== ACTIVITY ==
Produce as output only the lines below starting at the line with "current streak started." and continuing through the line with "Days of paid", each one exactly as written.

Data excerpts
□ □ □

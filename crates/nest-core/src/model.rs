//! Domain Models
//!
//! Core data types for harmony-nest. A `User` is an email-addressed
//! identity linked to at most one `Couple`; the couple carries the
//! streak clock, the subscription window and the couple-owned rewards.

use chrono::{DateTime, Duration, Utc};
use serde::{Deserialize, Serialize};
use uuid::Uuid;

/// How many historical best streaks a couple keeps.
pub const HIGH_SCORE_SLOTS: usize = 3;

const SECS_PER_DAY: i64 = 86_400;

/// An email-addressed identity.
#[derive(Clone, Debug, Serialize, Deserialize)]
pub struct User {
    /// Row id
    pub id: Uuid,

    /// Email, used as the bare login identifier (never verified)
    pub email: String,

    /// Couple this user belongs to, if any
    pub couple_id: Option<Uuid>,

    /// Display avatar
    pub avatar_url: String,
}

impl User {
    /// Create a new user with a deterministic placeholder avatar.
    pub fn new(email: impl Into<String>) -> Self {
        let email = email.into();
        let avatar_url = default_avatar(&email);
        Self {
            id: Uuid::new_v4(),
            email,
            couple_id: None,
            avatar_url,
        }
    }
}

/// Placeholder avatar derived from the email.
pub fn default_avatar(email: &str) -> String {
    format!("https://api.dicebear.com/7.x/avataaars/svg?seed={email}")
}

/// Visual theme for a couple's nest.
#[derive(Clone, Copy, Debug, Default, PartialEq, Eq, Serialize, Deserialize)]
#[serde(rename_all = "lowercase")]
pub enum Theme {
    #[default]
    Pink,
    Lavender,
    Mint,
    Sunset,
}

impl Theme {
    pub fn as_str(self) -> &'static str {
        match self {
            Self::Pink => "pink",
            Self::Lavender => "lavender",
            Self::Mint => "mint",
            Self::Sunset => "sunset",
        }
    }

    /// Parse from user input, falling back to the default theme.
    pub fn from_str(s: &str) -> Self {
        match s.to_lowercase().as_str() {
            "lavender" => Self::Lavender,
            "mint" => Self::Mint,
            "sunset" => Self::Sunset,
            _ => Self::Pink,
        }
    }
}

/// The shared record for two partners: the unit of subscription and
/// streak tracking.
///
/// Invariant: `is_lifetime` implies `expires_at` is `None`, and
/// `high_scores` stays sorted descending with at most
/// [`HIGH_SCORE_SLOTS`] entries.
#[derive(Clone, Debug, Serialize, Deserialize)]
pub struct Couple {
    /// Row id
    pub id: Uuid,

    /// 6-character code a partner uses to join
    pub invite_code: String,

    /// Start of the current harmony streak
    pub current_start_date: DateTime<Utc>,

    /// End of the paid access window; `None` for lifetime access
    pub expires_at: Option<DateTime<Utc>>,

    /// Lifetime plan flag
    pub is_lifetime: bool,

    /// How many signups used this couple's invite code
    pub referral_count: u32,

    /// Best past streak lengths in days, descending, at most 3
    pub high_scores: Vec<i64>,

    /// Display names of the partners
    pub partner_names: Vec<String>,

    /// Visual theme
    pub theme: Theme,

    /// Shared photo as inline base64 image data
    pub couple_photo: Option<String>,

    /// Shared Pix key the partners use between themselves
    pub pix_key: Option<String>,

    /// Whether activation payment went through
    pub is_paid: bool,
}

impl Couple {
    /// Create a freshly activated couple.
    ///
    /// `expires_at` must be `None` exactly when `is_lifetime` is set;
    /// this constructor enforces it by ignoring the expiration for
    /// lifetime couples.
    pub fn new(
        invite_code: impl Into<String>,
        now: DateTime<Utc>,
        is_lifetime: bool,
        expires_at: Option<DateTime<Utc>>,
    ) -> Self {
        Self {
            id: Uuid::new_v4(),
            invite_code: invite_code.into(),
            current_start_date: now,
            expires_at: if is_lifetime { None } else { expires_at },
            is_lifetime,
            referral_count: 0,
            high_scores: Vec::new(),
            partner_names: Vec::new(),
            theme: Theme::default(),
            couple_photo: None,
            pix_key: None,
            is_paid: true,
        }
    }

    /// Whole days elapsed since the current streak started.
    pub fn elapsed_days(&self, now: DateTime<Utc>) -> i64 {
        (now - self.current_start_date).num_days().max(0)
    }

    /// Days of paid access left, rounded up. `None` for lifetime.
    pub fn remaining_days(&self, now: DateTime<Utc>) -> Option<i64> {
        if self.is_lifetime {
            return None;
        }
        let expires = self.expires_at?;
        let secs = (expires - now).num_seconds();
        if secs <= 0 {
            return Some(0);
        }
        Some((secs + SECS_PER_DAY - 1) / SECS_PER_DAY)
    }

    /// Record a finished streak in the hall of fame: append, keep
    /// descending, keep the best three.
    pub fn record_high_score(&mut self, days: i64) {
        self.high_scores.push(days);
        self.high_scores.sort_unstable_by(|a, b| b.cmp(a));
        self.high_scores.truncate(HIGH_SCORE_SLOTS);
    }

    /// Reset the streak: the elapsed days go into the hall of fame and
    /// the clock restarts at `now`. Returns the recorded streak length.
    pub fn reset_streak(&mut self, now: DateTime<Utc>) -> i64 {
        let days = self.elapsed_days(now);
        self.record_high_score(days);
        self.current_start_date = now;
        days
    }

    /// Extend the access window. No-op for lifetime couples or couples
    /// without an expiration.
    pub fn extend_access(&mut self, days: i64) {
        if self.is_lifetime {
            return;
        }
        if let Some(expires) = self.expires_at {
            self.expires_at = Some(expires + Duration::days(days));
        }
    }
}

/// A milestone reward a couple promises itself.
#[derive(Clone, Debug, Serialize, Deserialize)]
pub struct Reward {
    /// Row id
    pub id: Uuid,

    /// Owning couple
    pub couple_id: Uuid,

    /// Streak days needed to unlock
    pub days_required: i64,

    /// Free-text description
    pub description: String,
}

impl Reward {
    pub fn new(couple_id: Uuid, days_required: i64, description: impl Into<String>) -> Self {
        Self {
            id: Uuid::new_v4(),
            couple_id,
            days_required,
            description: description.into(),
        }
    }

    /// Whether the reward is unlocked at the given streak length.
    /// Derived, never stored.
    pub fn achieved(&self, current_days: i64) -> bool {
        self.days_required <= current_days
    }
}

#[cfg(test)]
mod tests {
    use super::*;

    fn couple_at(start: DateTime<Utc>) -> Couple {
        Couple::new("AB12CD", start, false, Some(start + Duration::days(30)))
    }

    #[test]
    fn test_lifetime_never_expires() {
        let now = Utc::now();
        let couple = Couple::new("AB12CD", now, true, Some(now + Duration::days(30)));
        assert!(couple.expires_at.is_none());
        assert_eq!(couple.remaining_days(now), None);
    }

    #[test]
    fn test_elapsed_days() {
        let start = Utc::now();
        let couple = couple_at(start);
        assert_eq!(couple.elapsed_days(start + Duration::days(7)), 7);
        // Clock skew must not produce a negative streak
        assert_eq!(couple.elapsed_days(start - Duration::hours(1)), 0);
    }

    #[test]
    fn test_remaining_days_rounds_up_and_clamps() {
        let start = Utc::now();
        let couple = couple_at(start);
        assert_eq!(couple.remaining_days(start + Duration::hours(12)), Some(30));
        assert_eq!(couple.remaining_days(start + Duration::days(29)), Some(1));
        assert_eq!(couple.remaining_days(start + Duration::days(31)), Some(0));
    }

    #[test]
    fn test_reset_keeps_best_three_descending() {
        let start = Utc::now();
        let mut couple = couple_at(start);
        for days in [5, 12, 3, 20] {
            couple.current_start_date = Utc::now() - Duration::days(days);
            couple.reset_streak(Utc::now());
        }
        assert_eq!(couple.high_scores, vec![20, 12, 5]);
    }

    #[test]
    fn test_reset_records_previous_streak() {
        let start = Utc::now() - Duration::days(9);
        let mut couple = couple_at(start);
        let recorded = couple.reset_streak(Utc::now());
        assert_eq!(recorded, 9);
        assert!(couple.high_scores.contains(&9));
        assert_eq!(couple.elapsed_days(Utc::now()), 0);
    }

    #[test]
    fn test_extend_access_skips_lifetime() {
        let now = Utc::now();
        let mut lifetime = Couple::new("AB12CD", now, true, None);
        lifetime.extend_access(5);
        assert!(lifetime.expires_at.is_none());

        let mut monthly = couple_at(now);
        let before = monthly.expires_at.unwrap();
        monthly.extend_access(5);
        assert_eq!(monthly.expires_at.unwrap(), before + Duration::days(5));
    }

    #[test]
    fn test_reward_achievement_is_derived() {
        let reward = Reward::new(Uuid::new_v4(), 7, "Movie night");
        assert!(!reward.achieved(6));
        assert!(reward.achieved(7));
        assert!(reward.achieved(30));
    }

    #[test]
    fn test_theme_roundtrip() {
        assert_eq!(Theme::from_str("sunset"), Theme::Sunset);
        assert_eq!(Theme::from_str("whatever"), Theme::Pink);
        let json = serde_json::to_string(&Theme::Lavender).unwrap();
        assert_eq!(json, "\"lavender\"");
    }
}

□ □ □

== OUTPUT FOR THIS EXERCISE ==
    /// Whole days elapsed since the current streak started.
    pub fn elapsed_days(&self, now: DateTime<Utc>) -> i64 {
        (now - self.current_start_date).num_days().max(0)
    }

    /// Days of paid access left, rounded up. `None` for lifetime.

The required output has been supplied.